Generative AI trains on a more comprehensive data set, learning the underlying logic and generating new data sets to create new content such as articles, pictures, music, computer code, and more. Compared with analytical AI, generative AI has a more robust understanding, reasoning, and generation capabilities and a more comprehensive range of application scenarios [2,3,4,5]. The most representative generative AI is the large language model; OpenAI’s ChatGPT, Baidu’s Wenxin Yiyi, Ali’s Tongyi Qianwen, etc., all belong to this category. More than 200 large models are worldwide, and Chinese and American technology companies have developed 90%.
Data management and forecasting are central to ensuring trading security and optimizing investment decisions in financial markets. Through its powerful data generation and analysis capabilities, generative artificial intelligence technology can significantly improve the management efficiency of economic data and provide more accurate market forecasts. This not only helps to increase investment returns but also effectively reduces risk. In this context, it becomes essential to explore the application of generative AI in financial data management and forecasting.

2. Related Work

2.1. Financial Market Data Management

AI is a natural fit for the financial industry. Data is the essential input of AI, both analytical and generative AI, and can not be separated from a large number of data training [6]. The financial industry has a high degree of digitalization. It has accumulated a lot of user and transaction data in daily business, making it one of the ideal scenarios for AI applications. Financial institutions also generally use AI technology to upgrade or innovate financial business. According to the Business Insider survey, 80% of banks in the United States believe that AI can help improve financial services and have or plan to integrate AI with financial business [7,8,9]. By 2027, the global AI financial services market is expected to grow to $130 billion.
Financial institutions mainly use analytical AI to assist human employees. The application scenarios are as follows:
1. Intelligent customer service. The work of customer service has prominent procedural characteristics, so it is one of the most widely used scenarios for AI Intelligent customer service mainly undertakes two tasks [10]: First, answer customers’ questions and doubts. For example, Erica, the smart customer service of Bank of America, uses voice recognition and natural language processing technology to analyze customers’ problems, extract critical information, and provide corresponding solutions; Cimb’s Eva specifically addresses the needs of SMEs and can work 7*24 hours a day, playing a more significant role in helping SMEs during the epidemic. Ping An Bank of China’s AI customer service has undertaken 80% of the workload. Second, personalized business recommendations [11]. For example, Wells Fargo cooperated with Google to analyze user characteristics based on transaction data, social data, etc., and recommend financial services or investment products in a targeted manner.
2. Credit score. Traditional credit scoring models primarily use structured data, which makes it impossible to score a customer if they do not have a bank account and the associated transaction transfers [12,13,14,15,16,17]. AI can widely use structured (such as transaction history) and unstructured data (such as employment history, spending habits, etc.) for credit scoring, significantly improving efficiency, accuracy, and reach.
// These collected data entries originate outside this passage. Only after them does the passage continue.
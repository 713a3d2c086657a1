//! Inventory domain events.

use chrono::{DateTime, Utc};
use common::{AggregateId, MerchantId, ProductId};
use serde::{Deserialize, Serialize};

use crate::aggregate::DomainEvent;
use crate::values::Money;

#[derive(Debug, Clone, Serialize, Deserialize)]
#[serde(tag = "type", content = "data")]
pub enum ProductEvent {
    ProductRegistered(ProductRegisteredData),
    StockReserved(StockReservedData),
    StockReleased(StockReleasedData),
    StockRestocked(StockRestockedData),
    PriceChanged(PriceChangedData),
}

impl DomainEvent for ProductEvent {
    fn event_type(&self) -> &'static str {
        match self {
            ProductEvent::ProductRegistered(_) => "ProductRegistered",
            ProductEvent::StockReserved(_) => "StockReserved",
            ProductEvent::StockReleased(_) => "StockReleased",
            ProductEvent::StockRestocked(_) => "StockRestocked",
            ProductEvent::PriceChanged(_) => "PriceChanged",
        }
    }
}

#[derive(Debug, Clone, Serialize, Deserialize)]
pub struct ProductRegisteredData {
    pub product_id: ProductId,
    pub merchant_id: MerchantId,
    pub name: String,
    pub unit_price: Money,
    pub initial_stock: u32,
    pub registered_at: DateTime<Utc>,
}

#[derive(Debug, Clone, Serialize, Deserialize)]
pub struct StockReservedData {
    pub order_id: AggregateId,
    pub quantity: u32,
    /// Stock left after the reservation.
    pub remaining: u32,
}

#[derive(Debug, Clone, Serialize, Deserialize)]
pub struct StockReleasedData {
    pub order_id: AggregateId,
    pub quantity: u32,
}

#[derive(Debug, Clone, Serialize, Deserialize)]
pub struct StockRestockedData {
    pub quantity: u32,
}

#[derive(Debug, Clone, Serialize, Deserialize)]
pub struct PriceChangedData {
    pub old_price: Money,
    pub new_price: Money,
}
use std::collections::{HashMap, HashSet};
use std::sync::Arc;

use async_trait::async_trait;
use tokio::sync::RwLock;

use crate::{
    AggregateId, EventEnvelope, EventStoreError, Result, Snapshot, Version,
    store::{EventStore, EventStream, StreamAppend, batch_event_count, validate_batch},
};

#[derive(Default)]
struct MemoryState {
    /// Every event in commit order.
    log: Vec<EventEnvelope>,
    /// Positions in `log` per stream, in version order.
    streams: HashMap<AggregateId, Vec<usize>>,
    idempotency_keys: HashSet<String>,
}

impl MemoryState {
    fn version_of(&self, aggregate_id: AggregateId) -> Version {
        self.streams
            .get(&aggregate_id)
            .and_then(|positions| positions.last())
            .map(|&pos| self.log[pos].version)
            .unwrap_or(Version::initial())
    }
}

/// In-memory event store used by tests and the default server profile.
///
/// A single write lock spans the checks and the writes of a batch, which makes
/// batches atomic and serializes competing writers on the same streams.
#[derive(Clone, Default)]
pub struct InMemoryEventStore {
    state: Arc<RwLock<MemoryState>>,
    snapshots: Arc<RwLock<HashMap<AggregateId, Snapshot>>>,
}

impl InMemoryEventStore {
    pub fn new() -> Self {
        Self::default()
    }

    /// Total number of stored events.
    pub async fn event_count(&self) -> usize {
        self.state.read().await.log.len()
    }
}

#[async_trait]
impl EventStore for InMemoryEventStore {
    #[tracing::instrument(skip(self, batch), fields(streams = batch.len()))]
    async fn append_batch(&self, batch: Vec<StreamAppend>) -> Result<Vec<Version>> {
        validate_batch(&batch)?;
        let event_count = batch_event_count(&batch);

        let mut state = self.state.write().await;

        // Check everything before writing anything.
        for append in &batch {
            let first = &append.events[0];
            let current = state.version_of(first.aggregate_id);

            if let Some(expected) = append.options.expected_version
                && current != expected
            {
                return Err(EventStoreError::ConcurrencyConflict {
                    aggregate_id: first.aggregate_id,
                    expected,
                    actual: current,
                });
            }

            if first.version != current.next() {
                return Err(EventStoreError::ConcurrencyConflict {
                    aggregate_id: first.aggregate_id,
                    expected: Version::new(first.version.as_i64() - 1),
                    actual: current,
                });
            }

            if let Some(key) = append
                .events
                .iter()
                .filter_map(|e| e.idempotency_key.as_ref())
                .find(|key| state.idempotency_keys.contains(*key))
            {
                return Err(EventStoreError::DuplicateIdempotencyKey { key: key.clone() });
            }
        }

        let mut versions = Vec::with_capacity(batch.len());
        for append in batch {
            versions.push(append.last_version());
            for event in append.events {
                if let Some(key) = &event.idempotency_key {
                    state.idempotency_keys.insert(key.clone());
                }
                let position = state.log.len();
                state
                    .streams
                    .entry(event.aggregate_id)
                    .or_default()
                    .push(position);
                state.log.push(event);
            }
        }

        metrics::counter!("events_appended_total").increment(event_count);
        Ok(versions)
    }

    async fn get_events_for_aggregate(
        &self,
        aggregate_id: AggregateId,
    ) -> Result<Vec<EventEnvelope>> {
        self.get_events_for_aggregate_from_version(aggregate_id, Version::initial())
            .await
    }

    async fn get_events_for_aggregate_from_version(
        &self,
        aggregate_id: AggregateId,
        from_version: Version,
    ) -> Result<Vec<EventEnvelope>> {
        let state = self.state.read().await;
        let events = state
            .streams
            .get(&aggregate_id)
            .map(|positions| {
                positions
                    .iter()
                    .map(|&pos| &state.log[pos])
                    .filter(|e| e.version >= from_version)
                    .cloned()
                    .collect()
            })
            .unwrap_or_default();
        Ok(events)
    }

    async fn stream_all_events(&self) -> Result<EventStream> {
        use futures_util::stream;

        let events = self.state.read().await.log.clone();
        Ok(Box::pin(stream::iter(events.into_iter().map(Ok))))
    }

    async fn get_aggregate_version(&self, aggregate_id: AggregateId) -> Result<Option<Version>> {
        let state = self.state.read().await;
        Ok(state
            .streams
            .contains_key(&aggregate_id)
            .then(|| state.version_of(aggregate_id)))
    }

    async fn idempotency_key_exists(&self, key: &str) -> Result<bool> {
        Ok(self.state.read().await.idempotency_keys.contains(key))
    }

    async fn save_snapshot(&self, snapshot: Snapshot) -> Result<()> {
        let mut snapshots = self.snapshots.write().await;
        let is_newer = snapshots
            .get(&snapshot.aggregate_id)
            .is_none_or(|existing| existing.version < snapshot.version);
        if is_newer {
            snapshots.insert(snapshot.aggregate_id, snapshot);
        }
        Ok(())
    }

    async fn get_snapshot(&self, aggregate_id: AggregateId) -> Result<Option<Snapshot>> {
        Ok(self.snapshots.read().await.get(&aggregate_id).cloned())
    }
}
For example, the United Bank of the Philippines has built a credit scoring model based on artificial intelligence technology to give credit ratings to unbanked groups, thereby improving loan availability.
3. Smart Advisors [18]. An intelligent advisory system built with AI technology can generate a portfolio suitable for investors’ needs by analyzing investors’ risk appetite, financial goals, and market conditions and adjusting investment strategies promptly according to market operation [19]. This helps to lower the investment threshold and provide more precise investment choices for investors with different levels of wealth and risk tolerance. Some Chinese and foreign financial institutions, such as JPMorgan Chase in the US and Flush in China, have launched intelligent advisory services.
4. Risk management. Risk management models based on AI technology can analyze, identify, and predict risk factors in finance, investment, credit, and other fields through extensive data analysis and take measures to reduce risks and protect the interests of financial institutions and consumers [20,21,22,23,24]. For example, Singapore’s DBS bank has used AI to improve its anti-money laundering/anti-terrorist financing alarm prioritization, significantly reducing the number of false positives. Some commercial banks in China have established AI anti-money laundering models, using machine learning, knowledge graphs, and other technologies for real-time monitoring and intelligent analysis of anti-money laundering.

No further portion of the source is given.